It’s Not You, It’s Their Attachment Style: A Primer
Courtship seemingly used to be as simple as checkers. Dating now, however, seems like playing chess. There’s different strategies in the game of love: ghosting, open relationships, wondering whether to send a double text or not. What has always remained in the pursuit of romance is hope and heartbreak.
“It’s not you, it’s me” is the classic breakup one-liner. You’ve heard it, you’ve said it, you’ve seen it replayed on your favorite romantic comedy. There’s a plethora of reasons why your romantic interest might be sending you mixed signals or edging towards rejection — it’s not you, it’s their attachment style.
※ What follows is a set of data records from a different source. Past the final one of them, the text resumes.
//! Active selection and its geometry fingerprint.
//!
//! When a selection is made, the geometry of every selected element is
//! captured. A later `element:modified` whose geometry differs from the
//! fingerprint is a real change even without a pointer gesture (keyboard
//! nudges, host-driven moves); one that matches is just a click.

use canvas_core::{CanvasEngine, ElementId, ElementIds, Geometry};
use std::collections::HashMap;

#[derive(Debug, Clone, Default)]
pub struct Selection {
    ids: ElementIds,
    fingerprints: HashMap<ElementId, Geometry>,
}

impl Selection {
    /// Capture `ids` and their current geometry from the engine. Ids the
    /// engine does not know are dropped.
    pub fn capture<E: CanvasEngine + ?Sized>(engine: &E, ids: &[ElementId]) -> Self {
        let mut selection = Self::default();
        for &id in ids {
            if let Some(el) = engine.element(id) {
                selection.ids.push(id);
                selection.fingerprints.insert(id, el.geometry);
            }
        }
        selection
    }

    pub fn ids(&self) -> &[ElementId] {
        &self.ids
    }

    pub fn len(&self) -> usize {
        self.ids.len()
    }

    pub fn is_empty(&self) -> bool {
        self.ids.is_empty()
    }

    pub fn contains(&self, id: ElementId) -> bool {
        self.ids.contains(&id)
    }

    pub fn fingerprint(&self, id: ElementId) -> Option<&Geometry> {
        self.fingerprints.get(&id)
    }

    /// Whether `geometry` differs from what was captured for `id`.
    /// Elements outside the selection have no fingerprint and never differ.
    pub fn differs(&self, id: ElementId, geometry: &Geometry) -> bool {
        self.fingerprints
            .get(&id)
            .is_some_and(|captured| !captured.approx_eq(geometry))
    }

    /// Accept `geometry` as the new baseline for `id`.
    pub fn refresh(&mut self, id: ElementId, geometry: Geometry) {
        if let Some(captured) = self.fingerprints.get_mut(&id) {
            *captured = geometry;
        }
    }

    /// Forget an element that left the canvas.
    pub fn forget(&mut self, id: ElementId) {
        self.ids.retain(|s| *s != id);
        self.fingerprints.remove(&id);
    }

    pub fn clear(&mut self) {
        self.ids.clear();
        self.fingerprints.clear();
    }
}
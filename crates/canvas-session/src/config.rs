//! Session configuration.
//!
//! Every field has a default, so hosts only pass what they change:
//!
//! ```json
//! { "historyCapacity": 100, "toolbar": { "margin": 16 } }
//! ```

use serde::{Deserialize, Serialize};
use thiserror::Error;

#[derive(Debug, Error)]
pub enum ConfigError {
    #[error("invalid session config: {0}")]
    Parse(#[from] serde_json::Error),
    #[error("historyCapacity must be at least 1")]
    ZeroCapacity,
    #[error("{field} must be a finite, non-negative number (got {value})")]
    OutOfRange { field: &'static str, value: f64 },
}

/// Floating toolbar dimensions and spacing, in viewport pixels.
#[derive(Debug, Clone, PartialEq, Serialize, Deserialize)]
#[serde(default, rename_all = "camelCase")]
pub struct ToolbarConfig {
    /// Gap between the selection box and the toolbar.
    pub margin: f64,
    pub width: f64,
    pub height: f64,
    /// Minimum distance kept from the viewport edges.
    pub edge_padding: f64,
}

impl Default for ToolbarConfig {
    fn default() -> Self {
        Self {
            margin: 12.0,
            width: 220.0,
            height: 44.0,
            edge_padding: 8.0,
        }
    }
}

#[derive(Debug, Clone, PartialEq, Serialize, Deserialize)]
#[serde(default, rename_all = "camelCase")]
pub struct SessionConfig {
    /// Maximum number of snapshots kept in the history log.
    pub history_capacity: usize,
    /// How long after pointer release a transform gesture still counts.
    pub transform_settle_ms: f64,
    pub nudge_step: f64,
    /// Arrow-key step with Shift held.
    pub nudge_step_large: f64,
    /// Offset applied to duplicated elements.
    pub duplicate_offset: f64,
    pub toolbar: ToolbarConfig,
}

impl Default for SessionConfig {
    fn default() -> Self {
        Self {
            history_capacity: 50,
            transform_settle_ms: 150.0,
            nudge_step: 1.0,
            nudge_step_large: 10.0,
            duplicate_offset: 20.0,
            toolbar: ToolbarConfig::default(),
        }
    }
}

impl SessionConfig {
    /// Parse and validate a JSON config object.
    pub fn from_json(text: &str) -> Result<Self, ConfigError> {
        let config: SessionConfig = serde_json::from_str(text)?;
        config.validate()?;
        Ok(config)
    }

    pub fn validate(&self) -> Result<(), ConfigError> {
        if self.history_capacity == 0 {
            return Err(ConfigError::ZeroCapacity);
        }
        let checks = [
            ("transformSettleMs", self.transform_settle_ms),
            ("nudgeStep", self.nudge_step),
            ("nudgeStepLarge", self.nudge_step_large),
            ("duplicateOffset", self.duplicate_offset),
            ("toolbar.margin", self.toolbar.margin),
            ("toolbar.width", self.toolbar.width),
            ("toolbar.height", self.toolbar.height),
            ("toolbar.edgePadding", self.toolbar.edge_padding),
        ];
        for (field, value) in checks {
            if !value.is_finite() || value < 0.0 {
                return Err(ConfigError::OutOfRange { field, value });
            }
        }
        Ok(())
    }
}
Attachment theory is a psychological theory about relationships, originating from research conducted by John Bowbly and Mary Ainsworth (no, they weren’t dating). Everyone has an attachment style, and it is an essential part of wellbeing. There are four types of attachment: secure, anxious, dismissive and fearful. Attachment style begins during infancy and carries on throughout life. Bradbury and Karney, authors of Intimate Relationships, explain that “the intimate relationships we form as adults are shaped largely by the nature of the bonds we formed with our primary caregivers during infancy and early childhood.”
Secure Attachment
People who have a secure attachment style have a positive perspective regarding themselves and others. They believe they are worthy of love. They are confident and comfortable with intimacy and independence. They are relatively low in anxiety and avoidance when it comes to love. Securely attached people are, well, sexy and charming. They communicate with you directly. They have an aura that glows. In a word: dreamboat.
Example: Aidan from Sex and The City
Anxious Attachment
People who have an anxious attachment have a positive perspective regarding others but have low self-esteem. Their lack of self-worth results in chronically high anxiety, which externally manifests in neediness, a high demand of reassurance, and affirmations from their partners. Anxiously attached people have no problem double-texting. Or triple-texting. Or calling over and over and over. While they can be overly clingy, they may also be the kindest partners, thanks to their sensitivity.
Example: Gigi from He’s Just Not That Into You
Dismissive Attachment
People who have dismissive attachment have a positive perspective about themselves. They believe they are worthy of love and affection but they don’t believe the same of others. They assume potential romantic partners won’t be caring and available. People with dismissive attachment are extremely independent and value self-sufficiency. They’re comfortable being alone and reduce the significance of their relationships with others. Dismissive attachment is more commonly known as “avoidant attachment” or — in words you may know better — a fuckboy. They keep you at an arm’s length to push you away. You’ll have a great date with them and be ghosted the next day.
Example: Lorelai from Gilmore Girls
Fearful Attachment
People who have fearful attachment have a negative perspective about themselves and others, resulting in severe anxiety. They seek attention and validation from others but struggle to internalize those affirmations because of their low self-esteem. They expect love to be a source of rejection and pain, and feel unworthy of being loved, carrying a “self-destruct” button on every date. They’re a mixture of dismissive and anxiously attached; they might be able to form a relationship, but they’re likely to sabotage it once it gets to a certain point. They’re disorganized when it comes to love.
Example: Marianne and Connell from Normal People
However, just like our beloved characters, your crush could have character development. John Bowlby and Mary Ainsworth believed attachment style was constant, but now researchers are starting to believe differently. Psychologists have begun to test attachment style permanence, due to interest in attachment instability and predictors of style change. A study by researchers at the University of California, Los Angeles confirms that 30% of people experience changes in their attachment style over various periods of time. Persistent bullying, abusive relationships, or a cataclysmic breakup can cause someone securely attached to become insecure. For insecurely attached people, a secure partner who makes them feel loved and safe might do the trick. With proper care, insecurely attached people may become secure. Again, it’s not you, it’s their attachment style, but change is possible — just don’t go chasing waterfalls.